Worthy of company. . .

For 4:

–6 organic chicken tenderloins

–shredded carrots (packaged, 1 handful)

–red onion (one-half, medium, sliced)

–baby bella mushrooms (4 or 5, chopped, fresh)

–fresh parsley (1 handful, chopped)

–minced garlic (1 tablespoon))

–red wine (one-quarter cup)

–pureed tomatoes (half a can, drained)

–marinara sauce (I used Ragu “Mama’s garden” variety; 3 tablespoons)

–salt and pepper

–extra virgin olive oil

1 – Place the red onion, mushrooms, parsley, minced garlic, red wine, pureed tomatoes, marinara sauce in a large, covered baking dish.  Season with salt, pepper, and extra virgin olive oil.  Microwave on high for 3 minutes.

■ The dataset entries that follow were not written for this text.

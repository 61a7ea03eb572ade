use std::path::PathBuf;
use std::sync::mpsc::Receiver;
use std::time::Instant;

use attendance_core::{
    render_pdf, AttendanceRepository, AttendanceService, AttendanceUpdated, EditorTimings,
    MonthEditor, MonthKey, ReportDto, YearlyReportUseCase, YearlySummary, MAX_YEAR, MIN_YEAR,
};
use chrono::{Datelike, Days, Local, NaiveDate};

#[derive(Debug, Clone, Copy, PartialEq, Eq)]
pub enum View {
    Calendar,
    Report,
}

/// Yearly report panel. Reloads whenever the service announces a save.
pub struct ReportState<'a, R: AttendanceRepository> {
    usecase: YearlyReportUseCase<'a, R>,
    updates: Receiver<AttendanceUpdated>,
    pub year: i32,
    pub summary: Option<YearlySummary>,
}

impl<'a, R: AttendanceRepository> ReportState<'a, R> {
    fn new(service: &'a AttendanceService<R>, year: i32) -> Self {
        let mut state = Self {
            usecase: YearlyReportUseCase::new(service),
            updates: service.subscribe(),
            year,
            summary: None,
        };
        state.reload();
        state
    }

    // Storage errors are logged by the service.
    pub fn reload(&mut self) {
        self.summary = self.usecase.get_yearly_summary(self.year).ok();
    }

    pub fn change_year(&mut self, delta: i32) {
        self.year = self.year.saturating_add(delta).clamp(MIN_YEAR, MAX_YEAR);
        self.reload();
    }

    /// Drains pending notifications; reloads once if there were any.
    pub fn refresh_if_updated(&mut self) -> bool {
        if self.updates.try_iter().count() > 0 {
            self.reload();
            return true;
        }
        false
    }
}

pub fn today() -> NaiveDate {
    Local::now().date_naive()
}

pub struct App<'a, R: AttendanceRepository> {
    pub editor: MonthEditor<'a, R>,
    pub report: ReportState<'a, R>,
    pub cursor: NaiveDate,
    pub view: View,
    pub message: Option<String>,
    /// Month highlighted in the month/year picker while it is open.
    pub picker: Option<MonthKey>,
    export_dir: PathBuf,
}

impl<'a, R: AttendanceRepository> App<'a, R> {
    pub fn new(
        service: &'a AttendanceService<R>,
        today: NaiveDate,
        timings: EditorTimings,
        export_dir: PathBuf,
    ) -> Self {
        let month = MonthKey::from_date(today);
        App {
            editor: MonthEditor::new(service, month, timings),
            report: ReportState::new(service, today.year()),
            cursor: today,
            view: View::Calendar,
            message: None,
            picker: None,
            export_dir,
        }
    }

    /// Moves the cursor by `days`; crossing a month boundary switches months.
    pub fn move_cursor(&mut self, days: i64, now: Instant) {
        let target = if days >= 0 {
            self.cursor.checked_add_days(Days::new(days as u64))
        } else {
            self.cursor.checked_sub_days(Days::new(days.unsigned_abs()))
        };
        let Some(target) = target else { return };
        let Some(month) = MonthKey::new(target.year(), target.month()) else {
            return;
        };

        if month != self.editor.month() {
            self.editor.navigate_to(month, now);
        }
        self.cursor = target;
    }

    pub fn next_month(&mut self, now: Instant) {
        self.editor.next_month(now);
        self.cursor = self.editor.month().first_day();
    }

    pub fn prev_month(&mut self, now: Instant) {
        self.editor.prev_month(now);
        self.cursor = self.editor.month().first_day();
    }

    pub fn open_picker(&mut self) {
        self.picker = Some(self.editor.month());
    }

    pub fn close_picker(&mut self) {
        self.picker = None;
    }

    /// Moves the picker highlight by `delta` months, wrapping within its year.
    pub fn picker_step_month(&mut self, delta: i32) {
        if let Some(selected) = self.picker {
            let month0 = (selected.month() as i32 - 1 + delta).rem_euclid(12);
            if let Some(next) = selected.with_month(month0 as u32 + 1) {
                self.picker = Some(next);
            }
        }
    }

    pub fn picker_step_year(&mut self, delta: i32) {
        if let Some(selected) = self.picker {
            if let Some(next) = selected.with_year(selected.year().saturating_add(delta)) {
                self.picker = Some(next);
            }
        }
    }

    /// Jumps the calendar to the picked month.
    pub fn confirm_picker(&mut self, now: Instant) {
        if let Some(month) = self.picker.take() {
            self.editor.navigate_to(month, now);
            self.cursor = month.first_day();
        }
    }

    pub fn click(&mut self, now: Instant) {
        if !self.editor.click(self.cursor, now) {
            self.message = Some("Weekends cannot be marked.".to_string());
        }
    }

    pub fn toggle_holiday(&mut self, now: Instant) {
        if !self.editor.toggle_holiday(self.cursor, now) {
            self.message = Some("Weekends cannot be marked.".to_string());
        }
    }

    pub fn clear(&mut self, now: Instant) {
        self.editor.clear(now);
        self.message = Some(format!("Cleared {}.", self.editor.month()));
    }

    pub fn toggle_view(&mut self, now: Instant) {
        self.view = match self.view {
            View::Calendar => {
                // The report reads from the store, so pending edits go first.
                self.editor.flush(now);
                self.report.refresh_if_updated();
                View::Report
            }
            View::Report => View::Calendar,
        };
    }

    pub fn change_report_year(&mut self, delta: i32) {
        self.report.change_year(delta);
    }

    pub fn export(&mut self) {
        let Some(summary) = &self.report.summary else {
            self.message = Some("Nothing to export.".to_string());
            return;
        };
        let report = ReportDto::from_summary(summary);
        let path = self.export_dir.join(report.file_name());

        let result = render_pdf(&report, today())
            .map_err(|e| e.to_string())
            .and_then(|bytes| std::fs::write(&path, bytes).map_err(|e| e.to_string()));
        self.message = Some(match result {
            Ok(()) => format!("Exported {}", path.display()),
            Err(e) => {
                tracing::error!(path = %path.display(), error = %e, "export failed");
                format!("Export failed: {}", e)
            }
        });
    }

    pub fn tick(&mut self, now: Instant) {
        self.editor.tick(now);
        self.report.refresh_if_updated();
    }

    pub fn next_deadline(&self) -> Option<Instant> {
        self.editor.next_deadline()
    }

    pub fn shutdown(&mut self, now: Instant) {
        self.editor.flush(now);
    }
}

#[cfg(test)]
mod tests {
    use super::*;
    use attendance_core::{parse_date, FileAttendanceRepository, SaveStatus};
    use std::time::Duration;
    use tempfile::tempdir;

    fn date(s: &str) -> NaiveDate {
        parse_date(s).unwrap()
    }

    #[test]
    fn test_cursor_crossing_month_loads_next_month() {
        let dir = tempdir().unwrap();
        let service = AttendanceService::new(FileAttendanceRepository::new(dir.path()));
        let mut app = App::new(
            &service,
            date("2025-06-30"),
            EditorTimings::default(),
            dir.path().to_path_buf(),
        );
        let t0 = Instant::now();

        app.click(t0);
        app.move_cursor(1, t0 + Duration::from_millis(10));

        assert_eq!(app.cursor, date("2025-07-01"));
        assert_eq!(app.editor.month(), "2025-07".parse().unwrap());
        // The June edit was written on the way out.
        let june = service.load_month("2025-06".parse().unwrap()).unwrap();
        assert!(june.is_working(date("2025-06-30")));
    }

    #[test]
    fn test_picker_jumps_to_month_and_year() {
        let dir = tempdir().unwrap();
        let service = AttendanceService::new(FileAttendanceRepository::new(dir.path()));
        let mut app = App::new(
            &service,
            date("2025-06-02"),
            EditorTimings::default(),
            dir.path().to_path_buf(),
        );
        let t0 = Instant::now();

        app.click(t0);
        app.open_picker();
        app.picker_step_month(-7);
        assert_eq!(app.picker, Some("2025-11".parse().unwrap()));
        app.picker_step_month(2);
        assert_eq!(app.picker, Some("2025-01".parse().unwrap()));
        app.picker_step_year(-2);
        app.confirm_picker(t0 + Duration::from_millis(10));

        assert!(app.picker.is_none());
        assert_eq!(app.editor.month(), "2023-01".parse().unwrap());
        assert_eq!(app.cursor, date("2023-01-01"));
        // Jumping away wrote the pending June edit.
        let june = service.load_month("2025-06".parse().unwrap()).unwrap();
        assert!(june.is_working(date("2025-06-02")));
    }

    #[test]
    fn test_picker_and_report_stay_within_key_years() {
        let dir = tempdir().unwrap();
        let service = AttendanceService::new(FileAttendanceRepository::new(dir.path()));
        let mut app = App::new(
            &service,
            date("9999-12-01"),
            EditorTimings::default(),
            dir.path().to_path_buf(),
        );

        app.open_picker();
        app.picker_step_year(1);
        assert_eq!(app.picker, Some("9999-12".parse().unwrap()));
        app.close_picker();

        app.move_cursor(31, Instant::now());
        assert_eq!(app.cursor, date("9999-12-01"));

        app.change_report_year(5);
        assert_eq!(app.report.year, MAX_YEAR);
        assert_eq!(app.report.summary.as_ref().unwrap().months.len(), 12);
    }

    #[test]
    fn test_weekend_click_sets_message() {
        let dir = tempdir().unwrap();
        let service = AttendanceService::new(FileAttendanceRepository::new(dir.path()));
        let mut app = App::new(
            &service,
            date("2025-06-07"),
            EditorTimings::default(),
            dir.path().to_path_buf(),
        );

        app.click(Instant::now());

        assert!(app.message.is_some());
        assert_eq!(app.editor.status(), SaveStatus::Idle);
    }

    #[test]
    fn test_report_view_sees_saved_edits() {
        let dir = tempdir().unwrap();
        let service = AttendanceService::new(FileAttendanceRepository::new(dir.path()));
        let mut app = App::new(
            &service,
            date("2025-06-02"),
            EditorTimings::default(),
            dir.path().to_path_buf(),
        );
        let t0 = Instant::now();

        app.click(t0);
        app.toggle_view(t0 + Duration::from_millis(5));

        assert_eq!(app.view, View::Report);
        let summary = app.report.summary.as_ref().unwrap();
        assert_eq!(summary.months[5].working_days.len(), 1);
        assert!(summary.months[5].attendance_percentage > 0);
    }

    #[test]
    fn test_export_writes_pdf() {
        let dir = tempdir().unwrap();
        let service = AttendanceService::new(FileAttendanceRepository::new(dir.path()));
        let mut app = App::new(
            &service,
            date("2025-06-02"),
            EditorTimings::default(),
            dir.path().to_path_buf(),
        );

        app.export();

        let written = std::fs::read(dir.path().join("attendance-report-2025.pdf")).unwrap();
        assert!(written.starts_with(b"%PDF"));
    }
}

2 – Place the chicken tenders amid the sauce.  Season with salt, pepper, and a few drops of extra virgin olive oil.

3 – Microwave on high for 9 minutes.  When finished, check a center piece for doneness.  If not cooked, return to the microwave for 1 – 2 minutes more.

4 – Serve the chicken and sauce hot.

–recipe adapted from Edward Giobbi’s Eat Right, Eat Well—the Italian Way.